▶ **What the task requires**
In the reply, include exactly the lines of the entries below from the first to the line with "has neither a", that line included.

(Stored data entries)
· · · ·

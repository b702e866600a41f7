//! Derived views of a schedule.
//!
//! Every classifier works on one or more of these normalizations: the
//! per-transaction partitioning, the abort-filtered copy, the copy with
//! synthetic commits appended, and the per-transaction action numbering.
//! All of them return fresh values; the input schedule is never touched.

use alloc::vec::Vec;
use core::hash::Hash;

use hashbrown::{HashMap, HashSet};

use crate::schedule::types::{Action, Schedule, TransactionId};

/// Unique transaction ids in the order they first appear in the schedule.
#[must_use]
pub fn transaction_ids<Object>(schedule: &[Action<Object>]) -> Vec<TransactionId> {
    let mut ids = Vec::new();
    for action in schedule {
        if !ids.contains(&action.transaction()) {
            ids.push(action.transaction());
        }
    }
    ids
}

/// Partitions a schedule into one action subsequence per transaction.
///
/// Global order is preserved within each partition. Partitions are ordered
/// by the first appearance of their transaction id.
#[must_use]
pub fn transactions<Object>(schedule: &[Action<Object>]) -> Vec<Schedule<Object>>
where
    Object: Clone,
{
    let ids = transaction_ids(schedule);
    let index: HashMap<TransactionId, usize> =
        ids.iter().enumerate().map(|(i, &id)| (id, i)).collect();
    let mut partitions: Vec<Schedule<Object>> = ids.iter().map(|_| Vec::new()).collect();
    for action in schedule {
        partitions[index[&action.transaction()]].push(action.clone());
    }
    partitions
}

/// Removes every action of every transaction that aborts.
///
/// A transaction counts as aborted if an `Abort` for it appears anywhere
/// in the schedule, so actions before the abort are removed too.
#[must_use]
pub fn drop_aborts<Object>(schedule: &[Action<Object>]) -> Schedule<Object>
where
    Object: Clone,
{
    let aborted: HashSet<TransactionId> = schedule
        .iter()
        .filter(|action| matches!(action, Action::Abort { .. }))
        .map(Action::transaction)
        .collect();
    schedule
        .iter()
        .filter(|action| !aborted.contains(&action.transaction()))
        .cloned()
        .collect()
}

/// Appends a synthetic `Commit` for every transaction that has neither a
/// `Commit` nor an `Abort` in the schedule.
///
/// Commits are appended in first-appearance order of the transaction id,
/// so every transaction in the result has a determinate termination.
#[must_use]
pub fn add_commits<Object>(schedule: &[Action<Object>]) -> Schedule<Object>
where
    Object: Clone,
{
    let terminated: HashSet<TransactionId> = schedule
        .iter()
        .filter(|action| matches!(action, Action::Commit { .. } | Action::Abort { .. }))
        .map(Action::transaction)
        .collect();
    let mut extended: Schedule<Object> = schedule.to_vec();
    extended.extend(
        transaction_ids(schedule)
            .into_iter()
            .filter(|id| !terminated.contains(id))
            .map(Action::commit),
    );
    extended
}

/// Pairs each action with its zero-based position among its own
/// transaction's actions, preserving global order.
///
/// The numbering disambiguates repeated actions, e.g. a transaction that
/// writes the same object twice.
#[must_use]
pub fn number<Object>(schedule: &[Action<Object>]) -> Vec<(usize, Action<Object>)>
where
    Object: Clone,
{
    let mut counters: HashMap<TransactionId, usize> = HashMap::new();
    schedule
        .iter()
        .map(|action| {
            let counter = counters.entry(action.transaction()).or_insert(0);
            let position = *counter;
            *counter += 1;
            (position, action.clone())
        })
        .collect()
}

· · · ·

▶ **Problem solution**
repository b702e866600a41f7
//! Derived views of a schedule.
//!
//! Every classifier works on one or more of these normalizations: the
//! per-transaction partitioning, the abort-filtered copy, the copy with
//! synthetic commits appended, and the per-transaction action numbering.
//! All of them return fresh values; the input schedule is never touched.

use alloc::vec::Vec;
use core::hash::Hash;

use hashbrown::{HashMap, HashSet};

use crate::schedule::types::{Action, Schedule, TransactionId};

/// Unique transaction ids in the order they first appear in the schedule.
#[must_use]
pub fn transaction_ids<Object>(schedule: &[Action<Object>]) -> Vec<TransactionId> {
    let mut ids = Vec::new();
    for action in schedule {
        if !ids.contains(&action.transaction()) {
            ids.push(action.transaction());
        }
    }
    ids
}

/// Partitions a schedule into one action subsequence per transaction.
///
/// Global order is preserved within each partition. Partitions are ordered
/// by the first appearance of their transaction id.
#[must_use]
pub fn transactions<Object>(schedule: &[Action<Object>]) -> Vec<Schedule<Object>>
where
    Object: Clone,
{
    let ids = transaction_ids(schedule);
    let index: HashMap<TransactionId, usize> =
        ids.iter().enumerate().map(|(i, &id)| (id, i)).collect();
    let mut partitions: Vec<Schedule<Object>> = ids.iter().map(|_| Vec::new()).collect();
    for action in schedule {
        partitions[index[&action.transaction()]].push(action.clone());
    }
    partitions
}

/// Removes every action of every transaction that aborts.
///
/// A transaction counts as aborted if an `Abort` for it appears anywhere
/// in the schedule, so actions before the abort are removed too.
#[must_use]
pub fn drop_aborts<Object>(schedule: &[Action<Object>]) -> Schedule<Object>
where
    Object: Clone,
{
    let aborted: HashSet<TransactionId> = schedule
        .iter()
        .filter(|action| matches!(action, Action::Abort { .. }))
        .map(Action::transaction)
        .collect();
    schedule
        .iter()
        .filter(|action| !aborted.contains(&action.transaction()))
        .cloned()
        .collect()
}

/// Appends a synthetic `Commit` for every transaction that has neither a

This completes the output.